What did God create on the first day? Light. Light is the subject of the first day of creation.[2] Light is the first action of God on earth. The light first shone when the world was created, “when God joined in unity with the physical universe and became the light inside of everything.”[3]

The true light was already shining in the shadowed places. The light was already shining in the darkness before Jesus, the human person, was born that first Christmas. That is why John writes that the light was coming into the world; it’s an ongoing work of God.

So instead of saying that God came into the world through Jesus, maybe it is more accurate at Christmas to assert that Jesus came out of an already light-infused world.[4]

With J. Philip Newell, I would assert that salvation in Jesus is not the bringing of light to a creation that doesn’t have it, but rather “the liberating of light”[5] from within, a light that is already there.

This realization brings me to my knees in confession. Because today, the problem we deal with is our resistance to the light. The problem is how we refuse God’s love and presence in our already light-infused world. Pray with me for God first to open the eyes of our minds and hearts to see in the shadowed places what God is doing. 

We see in the original Gospel stories of Jesus’ birth that there’s really nothing pretty about the first Christmas.[6] All the ways human beings end up resisting the light within us and the earth is personified by the ruthless King Herod.

Right from the start of Jesus’ life, Herod is threatened politically by Jesus. Right from the start, Jesus is the target of the authorities and political powers. The slaughter of the innocent children[7] highlights the gross injustices of our world whose selfish, power-hungry ends will justify the means at all costs—even killing children. Jesus, already at his birth, lies in the fore-shadow of the cross, and his eventual death at the hands of the powers-that-be.

The way baby Jesus’ feet and arms were positioned on that Christmas card was, in my mind, like Jesus in scenes depicting his death on the cross. I wonder if that connection—between Jesus’ birth and death—was intended by the artist of that Christmas card.

One lesson we can take away here is that the birth of Jesus does not remove the presence of evil in the world. It was true in the first days of creation. It was true at the birth of Jesus. And it is true today.

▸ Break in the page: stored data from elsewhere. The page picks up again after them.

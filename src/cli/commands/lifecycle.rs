//! Lifecycle commands - install, activate and update the worker

use crate::config::Config;
use crate::error::OffcacheResult;
use crate::reactor::factory::{create_runtime, Runtime};
use crate::ui::{self, TaskSpinner, UiContext};
use crate::worker::WorkerState;

/// Execute the install command
pub async fn install(config: &Config) -> OffcacheResult<()> {
    let ctx = UiContext::detect();
    let runtime = create_runtime(config).await?;
    let name = &config.worker.cache_name;

    let mut spinner = TaskSpinner::new(&ctx);
    spinner.start(&installing(name, runtime.assets));
    let result = run_install(&ctx, &runtime, &mut spinner, name).await;

    runtime.shutdown().await?;
    result
}

/// Execute the activate command
pub async fn activate(config: &Config) -> OffcacheResult<()> {
    let ctx = UiContext::detect();
    let runtime = create_runtime(config).await?;
    let name = &config.worker.cache_name;

    let mut spinner = TaskSpinner::new(&ctx);
    spinner.start(&format!("Activating {}...", name));
    let result = run_activate(&runtime, &mut spinner, name).await;

    runtime.shutdown().await?;
    result
}

/// Execute the update command
///
/// Installs only when the stored generation was not built from the
/// current configuration.
pub async fn update(config: &Config) -> OffcacheResult<()> {
    let ctx = UiContext::detect();
    let runtime = create_runtime(config).await?;
    let name = &config.worker.cache_name;

    let mut spinner = TaskSpinner::new(&ctx);
    spinner.start(&format!("Checking {}...", name));

    let result = match runtime.handle.state().await {
        Ok(WorkerState::Activated) => {
            spinner.stop(&format!("Already up to date ({})", name));
            Ok(())
        }
        Ok(WorkerState::Installed) => {
            spinner.message(&format!("Activating {}...", name));
            run_activate(&runtime, &mut spinner, name).await
        }
        Ok(_) => {
            spinner.message(&installing(name, runtime.assets));
            run_install(&ctx, &runtime, &mut spinner, name).await
        }
        Err(e) => {
            spinner.clear();
            Err(e)
        }
    };

    runtime.shutdown().await?;
    result
}

fn installing(name: &str, assets: usize) -> String {
    format!("Installing {} ({} assets)...", name, assets)
}

async fn run_install(
    ctx: &UiContext,
    runtime: &Runtime,
    spinner: &mut TaskSpinner,
    name: &str,
) -> OffcacheResult<()> {
    if let Err(e) = runtime.handle.install().await {
        spinner.stop_error(&format!("Install of {} failed", name));
        return Err(e);
    }

    let state = runtime.handle.state().await?;
    if state == WorkerState::Activated {
        spinner.stop(&format!("Installed {}", name));
        ui::key_value_status(ctx, "State", &state.to_string(), true);
    } else {
        spinner.stop_warn(&format!("Installed {}, not yet active", name));
        ui::key_value_status(ctx, "State", &state.to_string(), false);
        ui::remark(ctx, "Run: offcache activate");
    }
    Ok(())
}

async fn run_activate(
    runtime: &Runtime,
    spinner: &mut TaskSpinner,
    name: &str,
) -> OffcacheResult<()> {
    match runtime.handle.activate().await {
        Ok(()) => {
            spinner.stop(&format!("Activated {}", name));
            Ok(())
        }
        Err(e) => {
            spinner.stop_error(&format!("Could not activate {}", name));
            Err(e)
        }
    }
}
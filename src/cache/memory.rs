//! In-memory generation store

use crate::cache::generation::{Generation, GenerationState};
use crate::cache::CacheStorage;
use crate::error::{OffcacheError, OffcacheResult};
use crate::http::{CacheKey, Response};
use async_trait::async_trait;
use std::collections::HashMap;
use tokio::sync::RwLock;

struct MemoryGeneration {
    seq: u64,
    record: Generation,
    entries: HashMap<CacheKey, Response>,
}

#[derive(Default)]
struct Inner {
    next_seq: u64,
    generations: HashMap<String, MemoryGeneration>,
}

impl Inner {
    fn open(&mut self, name: &str) -> bool {
        if self.generations.contains_key(name) {
            return false;
        }
        let seq = self.next_seq;
        self.next_seq += 1;
        self.generations.insert(
            name.to_string(),
            MemoryGeneration {
                seq,
                record: Generation::building(name),
                entries: HashMap::new(),
            },
        );
        true
    }
}

/// Generation store that lives and dies with the process
#[derive(Default)]
pub struct MemoryStorage {
    inner: RwLock<Inner>,
}

impl MemoryStorage {
    pub fn new() -> Self {
        Self::default()
    }
}

#[async_trait]
impl CacheStorage for MemoryStorage {
    async fn open(&self, name: &str) -> OffcacheResult<bool> {
        Ok(self.inner.write().await.open(name))
    }

    async fn generation(&self, name: &str) -> OffcacheResult<Option<Generation>> {
        let inner = self.inner.read().await;
        Ok(inner.generations.get(name).map(|g| {
            let mut record = g.record.clone();
            record.entries = g.entries.len();
            record
        }))
    }

    async fn keys(&self) -> OffcacheResult<Vec<String>> {
        let inner = self.inner.read().await;
        let mut names: Vec<(u64, String)> = inner
            .generations
            .iter()
            .map(|(name, g)| (g.seq, name.clone()))
            .collect();
        names.sort();
        Ok(names.into_iter().map(|(_, name)| name).collect())
    }

    async fn delete(&self, name: &str) -> OffcacheResult<bool> {
        Ok(self.inner.write().await.generations.remove(name).is_some())
    }

    async fn lookup(&self, name: &str, key: &CacheKey) -> OffcacheResult<Option<Response>> {
        let inner = self.inner.read().await;
        Ok(inner
            .generations
            .get(name)
            .and_then(|g| g.entries.get(key))
            .cloned())
    }

    async fn put(&self, name: &str, key: &CacheKey, response: &Response) -> OffcacheResult<()> {
        let mut inner = self.inner.write().await;
        inner.open(name);
        if let Some(generation) = inner.generations.get_mut(name) {
            generation.entries.insert(key.clone(), response.clone());
        }
        Ok(())
    }

    async fn commit(
        &self,
        name: &str,
        fingerprint: &str,
        entries: Vec<(CacheKey, Response)>,
    ) -> OffcacheResult<()> {
        let mut inner = self.inner.write().await;
        inner.open(name);
        let generation = inner
            .generations
            .get_mut(name)
            .ok_or_else(|| OffcacheError::GenerationNotFound(name.to_string()))?;

        generation.entries.extend(entries);
        generation.record.state = GenerationState::Complete;
        generation.record.fingerprint = Some(fingerprint.to_string());
        Ok(())
    }

    async fn entry_keys(&self, name: &str) -> OffcacheResult<Vec<CacheKey>> {
        let inner = self.inner.read().await;
        let generation = inner
            .generations
            .get(name)
            .ok_or_else(|| OffcacheError::GenerationNotFound(name.to_string()))?;
        let mut keys: Vec<CacheKey> = generation.entries.keys().cloned().collect();
        keys.sort();
        Ok(keys)
    }

    fn backend_name(&self) -> &'static str {
        "memory"
    }
}
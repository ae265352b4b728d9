//! Terminal output for the CLI
//!
//! Styled steps and spinners in an interactive terminal, plain bracketed
//! lines in CI and when output is piped.
//!
//! ```rust,ignore
//! use offcache::ui::{self, UiContext, TaskSpinner};
//!
//! let ctx = UiContext::detect();
//! let mut spinner = TaskSpinner::new(&ctx);
//! spinner.start("Installing portfolio-v1.0.0...");
//! // ... do work ...
//! spinner.stop("Installed portfolio-v1.0.0");
//!
//! ui::key_value(&ctx, "Source", "cache");
//! ```

mod context;
mod output;
mod progress;

pub use context::UiContext;
pub use output::{
    key_value, key_value_status, remark, section, step_info, step_ok, step_ok_detail, step_warn,
    step_warn_hint,
};
pub use progress::TaskSpinner;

Another lesson along the way, which is the Gospel—good news, is the light still shines. It is still there, sometimes burning brightly for us to see. And sometimes, we don’t perceive it at all. And we may need to re-focus on where God is revealed and how God frees the light shining within our hearts and in this world. 

On the journey now with Jesus, here is some good advice from Marilyn Chandler McEntyre, on how to journey with Jesus when we find ourselves in the darkness of night and in the shadows of life:

Go slowly; Consent to it; But don’t wallow in it; Know it as a place of germination; And growth; Remember the light; Take an outstretched hand if you find one; Exercise unused senses; Find the path by walking in it; Practice trust; Watch for the dawn.[8]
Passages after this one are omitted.